:: Exercise instructions ::
Scan the data for "that" and copy the lines it appears in.

:: Provided records ::
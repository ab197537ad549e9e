//! Module graph traversal
//!
//! Starting at the entry file, every module object is located, its sections
//! are turned into entries and its `modules` are visited recursively:
//!
//! - inline module objects are processed inside the current visit
//! - module values imported from another file open a child visit
//! - `registerModule` calls in visited files open root-level visits once
//!   the static tree is complete
//!
//! All per-pass state lives in the [`ParseContext`] (program cache, edge
//! sink) and the [`StoreBuilder`] (active files, visit order) handed down by
//! the caller.

pub mod scope;
pub mod sections;

use std::cell::{Cell, RefCell};
use std::collections::HashMap;
use std::path::{Path, PathBuf};
use std::rc::Rc;

use crate::error::EngineError;
use crate::indexing::builder::{
    Edge, IndexSnapshot, ModuleFrame, ModuleVisit, PassStats, RegistrationScan, StoreBuilder,
    VisitKey, VisitTarget,
};
use crate::indexing::incremental::ReindexPlan;
use crate::parsing::{load_program, CallSite, Expr, ObjectLit, Program};
use crate::paths::PathResolver;
use crate::schema::{EntryKind, ModulePath};

use scope::{Mode, Site, Value, ValueResolver};
use sections::{collect_section, flatten_properties, SectionOwner};

/// State shared by every visit of one pass
pub struct ParseContext<'a> {
    resolver: &'a PathResolver,
    max_file_size: u64,
    plan: Option<&'a ReindexPlan<'a>>,
    programs: RefCell<HashMap<PathBuf, Option<Rc<Program>>>>,
    edges: RefCell<Vec<Edge>>,
    unresolved: RefCell<Vec<PathBuf>>,
    files_parsed: Cell<usize>,
}

/// Positions in the per-pass edge and unresolved-reference sinks
#[derive(Debug, Clone, Copy)]
struct Mark {
    edges: usize,
    unresolved: usize,
}

impl<'a> ParseContext<'a> {
    pub fn new(resolver: &'a PathResolver, max_file_size: u64) -> Self {
        Self {
            resolver,
            max_file_size,
            plan: None,
            programs: RefCell::new(HashMap::new()),
            edges: RefCell::new(Vec::new()),
            unresolved: RefCell::new(Vec::new()),
            files_parsed: Cell::new(0),
        }
    }

    /// Reuse unaffected visits of a previous snapshot
    pub fn with_plan(mut self, plan: &'a ReindexPlan<'a>) -> Self {
        self.plan = Some(plan);
        self
    }

    pub fn plan(&self) -> Option<&'a ReindexPlan<'a>> {
        self.plan
    }

    /// Number of files read during this pass
    pub fn files_parsed(&self) -> usize {
        self.files_parsed.get()
    }

    /// Lowered program of `file`, read at most once per pass.
    ///
    /// Unreadable, oversized and unparsable files yield `None`.
    pub fn program(&self, file: &Path) -> Option<Rc<Program>> {
        if let Some(cached) = self.programs.borrow().get(file) {
            return cached.clone();
        }

        self.files_parsed.set(self.files_parsed.get() + 1);
        let loaded = match load_program(self.resolver.file_system().as_ref(), file, self.max_file_size) {
            Ok(program) => Some(Rc::new(program)),
            Err(err @ EngineError::ParseFailure { .. }) => {
                tracing::warn!("[PARSE] {}", err);
                None
            }
            Err(err) => {
                tracing::debug!("[PARSE] Skipping {}: {}", file.display(), err);
                None
            }
        };

        self.programs
            .borrow_mut()
            .insert(file.to_path_buf(), loaded.clone());
        loaded
    }

    /// Resolve an import and record the dependency edge, or the miss
    pub fn resolve_import(&self, reference: &str, from_file: &Path) -> Option<PathBuf> {
        let Some(resolved) = self.resolver.resolve(reference, from_file) else {
            self.unresolved.borrow_mut().push(from_file.to_path_buf());
            return None;
        };
        self.edges
            .borrow_mut()
            .push((from_file.to_path_buf(), resolved.clone()));
        Some(resolved)
    }

    fn mark(&self) -> Mark {
        Mark {
            edges: self.edges.borrow().len(),
            unresolved: self.unresolved.borrow().len(),
        }
    }

    /// Edges and unresolved-reference files recorded since `mark`, sorted
    /// and deduplicated
    fn take_since(&self, mark: Mark) -> (Vec<Edge>, Vec<PathBuf>) {
        let mut edges = self.edges.borrow_mut().split_off(mark.edges);
        edges.sort();
        edges.dedup();
        let mut unresolved = self.unresolved.borrow_mut().split_off(mark.unresolved);
        unresolved.sort();
        unresolved.dedup();
        (edges, unresolved)
    }
}

/// Run a pass from `entry`: the static module tree, then dynamic registrations
pub fn build_store(entry: &Path, ctx: &ParseContext) -> IndexSnapshot {
    let mut builder = StoreBuilder::new();
    let root = parse_module(entry, ModuleFrame::root(), VisitTarget::Root, ctx, &mut builder);
    let registrations = scan_registrations(ctx, &mut builder);

    let stats = PassStats {
        files_parsed: ctx.files_parsed(),
        visits_reused: builder.reused_visits(),
    };
    IndexSnapshot::from_visits(entry, root, registrations, stats)
}

/// Visit the module that `target` designates in `file`.
///
/// Returns `None` when `file` is already being visited (a cycle). A file
/// that cannot be read or parsed yields a visit without entries.
pub fn parse_module(
    file: &Path,
    frame: ModuleFrame,
    target: VisitTarget,
    ctx: &ParseContext,
    builder: &mut StoreBuilder,
) -> Option<ModuleVisit> {
    if builder.is_active(file) {
        tracing::debug!("[PARSE] Skipping cyclic reference to {}", file.display());
        return None;
    }

    let key = VisitKey {
        file: file.to_path_buf(),
        path: frame.path.clone(),
        runtime_base: frame.runtime_base.clone(),
        target,
    };

    if let Some(previous) = ctx.plan().and_then(|plan| plan.reusable_visit(&key, builder.active())) {
        let visit = previous.clone();
        builder.note_reused(&visit);
        return Some(visit);
    }

    builder.enter(file);
    let mark = ctx.mark();
    let mut visit = ModuleVisit::new(key);

    if let Some(program) = ctx.program(file) {
        match locate_module_object(ctx, &program, &visit.key.target) {
            Some((object, site)) => process_module(ctx, builder, &object, &site, &frame, &mut visit),
            None => tracing::debug!(
                "[PARSE] No module object for {:?} in {}",
                visit.key.target,
                file.display()
            ),
        }
    }

    (visit.edges, visit.unresolved) = ctx.take_since(mark);
    builder.leave(file);
    Some(visit)
}

/// Find the object literal a visit target designates
fn locate_module_object(
    ctx: &ParseContext,
    program: &Rc<Program>,
    target: &VisitTarget,
) -> Option<(Rc<ObjectLit>, Site)> {
    let resolver = ValueResolver::new(ctx);
    let as_object = |value: Value| match value {
        Value::Object(object, site) => Some((object, site)),
        _ => None,
    };

    match target {
        VisitTarget::Root => program
            .store_calls
            .iter()
            .find_map(|call| {
                let site = Site::with_frames(program.clone(), &call.frames);
                as_object(resolver.resolve(&call.call, &site, Mode::Follow))
            })
            .or_else(|| {
                let export = program.default_export.as_ref()?;
                as_object(resolver.resolve(export, &Site::top(program.clone()), Mode::Follow))
            }),
        VisitTarget::Export(export) => {
            let (expr, site) = resolver.export_of(&program.path, export)?;
            as_object(resolver.resolve(&expr, &site, Mode::Follow))
        }
        VisitTarget::Registered { .. } => None,
    }
}

/// Record the entries of one module object and visit its sub-modules
fn process_module(
    ctx: &ParseContext,
    builder: &mut StoreBuilder,
    object: &Rc<ObjectLit>,
    site: &Site,
    frame: &ModuleFrame,
    visit: &mut ModuleVisit,
) {
    let resolver = ValueResolver::new(ctx);
    let options = flatten_properties(&resolver, object, site);
    let option = |name: &str| options.iter().find(|p| p.name == name);

    let namespaced = option("namespaced")
        .map(|p| resolver.resolve(&p.value, &p.site, Mode::Follow).is_true())
        .unwrap_or(false);
    let namespace = match frame.path.segments().last() {
        Some(key) if namespaced => frame.runtime_base.child(key),
        _ => frame.runtime_base.clone(),
    };
    visit.namespaces.push((frame.path.clone(), namespace.clone()));
    builder.note_namespace(&frame.path, &namespace);

    let owner = SectionOwner {
        module_path: &frame.path,
        namespace: &namespace,
    };
    for kind in EntryKind::ALL {
        if let Some(section) = option(kind.section()) {
            collect_section(&resolver, kind, &section.value, &section.site, owner, &mut visit.entries);
        }
    }

    let Some(modules) = option("modules") else {
        return;
    };
    let Value::Object(map, map_site) = resolver.resolve(&modules.value, &modules.site, Mode::Follow)
    else {
        tracing::debug!(
            "[PARSE] 'modules' of '{}' in {} is not statically resolvable",
            frame.path,
            site.file().display()
        );
        return;
    };

    for child in flatten_properties(&resolver, &map, &map_site) {
        let child_frame = ModuleFrame {
            path: frame.path.child(&child.name),
            runtime_base: namespace.clone(),
        };
        match resolver.resolve(&child.value, &child.site, Mode::StopAtFile) {
            Value::Object(inner, inner_site) => {
                process_module(ctx, builder, &inner, &inner_site, &child_frame, visit)
            }
            Value::External { file, export } => {
                match parse_module(&file, child_frame, VisitTarget::Export(export), ctx, builder) {
                    Some(child_visit) => visit.children.push(child_visit),
                    None => visit.cycle_skips.push(file),
                }
            }
            _ => tracing::debug!(
                "[PARSE] Module '{}' in {} is not statically resolvable",
                child_frame.path,
                child.site.file().display()
            ),
        }
    }
}

// =============================================================================
// Dynamic registration
// =============================================================================

/// Scan every visited module file once for `registerModule` calls.
///
/// Files reached by registered modules are scanned too.
fn scan_registrations(ctx: &ParseContext, builder: &mut StoreBuilder) -> Vec<RegistrationScan> {
    let mut scans = Vec::new();
    let mut next = 0;

    while let Some(file) = builder.module_files().get(next).cloned() {
        next += 1;

        let reusable = ctx
            .plan()
            .and_then(|plan| plan.reusable_registrations(&file))
            .filter(|scan| registration_bases_hold(builder, scan));
        if let Some(previous) = reusable {
            for visit in &previous.visits {
                builder.note_reused(visit);
            }
            scans.push(previous.clone());
            continue;
        }

        scans.push(scan_file(ctx, builder, &file));
    }

    scans
}

/// Whether every module a previous scan registered would still get the same
/// runtime base; a parent module may have changed its `namespaced` flag
fn registration_bases_hold(builder: &StoreBuilder, scan: &RegistrationScan) -> bool {
    let mut registered: HashMap<&ModulePath, &ModulePath> = HashMap::new();
    scan.visits.iter().all(|visit| {
        let base = registered
            .get(&visit.key.path.parent())
            .map(|namespace| (*namespace).clone())
            .unwrap_or_else(|| builder.registration_base(&visit.key.path));
        for descendant in visit.walk() {
            for (path, namespace) in &descendant.namespaces {
                registered.insert(path, namespace);
            }
        }
        base == visit.key.runtime_base
    })
}

fn scan_file(ctx: &ParseContext, builder: &mut StoreBuilder, file: &Path) -> RegistrationScan {
    let mut scan = RegistrationScan {
        file: file.to_path_buf(),
        visits: Vec::new(),
        edges: Vec::new(),
        unresolved: Vec::new(),
    };
    let Some(program) = ctx.program(file) else {
        return scan;
    };

    let mark = ctx.mark();
    for call in &program.register_calls {
        if let Some(visit) = register_module(ctx, builder, &program, call) {
            scan.visits.push(visit);
        }
    }
    (scan.edges, scan.unresolved) = ctx.take_since(mark);
    scan
}

/// `store.registerModule(name, module)`: `name` gives the structural path,
/// the runtime base is the runtime namespace of the parent module
fn register_module(
    ctx: &ParseContext,
    builder: &mut StoreBuilder,
    program: &Rc<Program>,
    call: &CallSite,
) -> Option<ModuleVisit> {
    let [name_arg, module_arg, ..] = call.args() else {
        return None;
    };
    let resolver = ValueResolver::new(ctx);
    let site = Site::with_frames(program.clone(), &call.frames);

    let Some(segments) = registration_path(&resolver, name_arg, &site) else {
        tracing::debug!(
            "[PARSE] registerModule name at {}:{} is not a string or string array",
            program.path.display(),
            call.position.line
        );
        return None;
    };
    let path = ModulePath::new(segments);
    let frame = ModuleFrame {
        runtime_base: builder.registration_base(&path),
        path,
    };

    match resolver.resolve(module_arg, &site, Mode::StopAtFile) {
        Value::Object(object, object_site) => {
            let mut visit = ModuleVisit::new(VisitKey {
                file: program.path.clone(),
                path: frame.path.clone(),
                runtime_base: frame.runtime_base.clone(),
                target: VisitTarget::Registered {
                    line: call.position.line,
                },
            });
            builder.enter(&program.path);
            process_module(ctx, builder, &object, &object_site, &frame, &mut visit);
            builder.leave(&program.path);
            Some(visit)
        }
        Value::External { file, export } => {
            parse_module(&file, frame, VisitTarget::Export(export), ctx, builder)
        }
        _ => None,
    }
}

fn registration_path(resolver: &ValueResolver, name: &Expr, site: &Site) -> Option<Vec<String>> {
    match resolver.resolve(name, site, Mode::Follow) {
        Value::Str(name) => Some(vec![name]),
        Value::Array(items, items_site) => items
            .iter()
            .map(|item| resolver.resolve_str(item, &items_site))
            .collect::<Option<Vec<_>>>()
            .filter(|segments| !segments.is_empty()),
        _ => None,
    }
}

:: Solution to this task ::
/// Visit the module that `target` designates in `file`.
/// that cannot be read or parsed yields a visit without entries.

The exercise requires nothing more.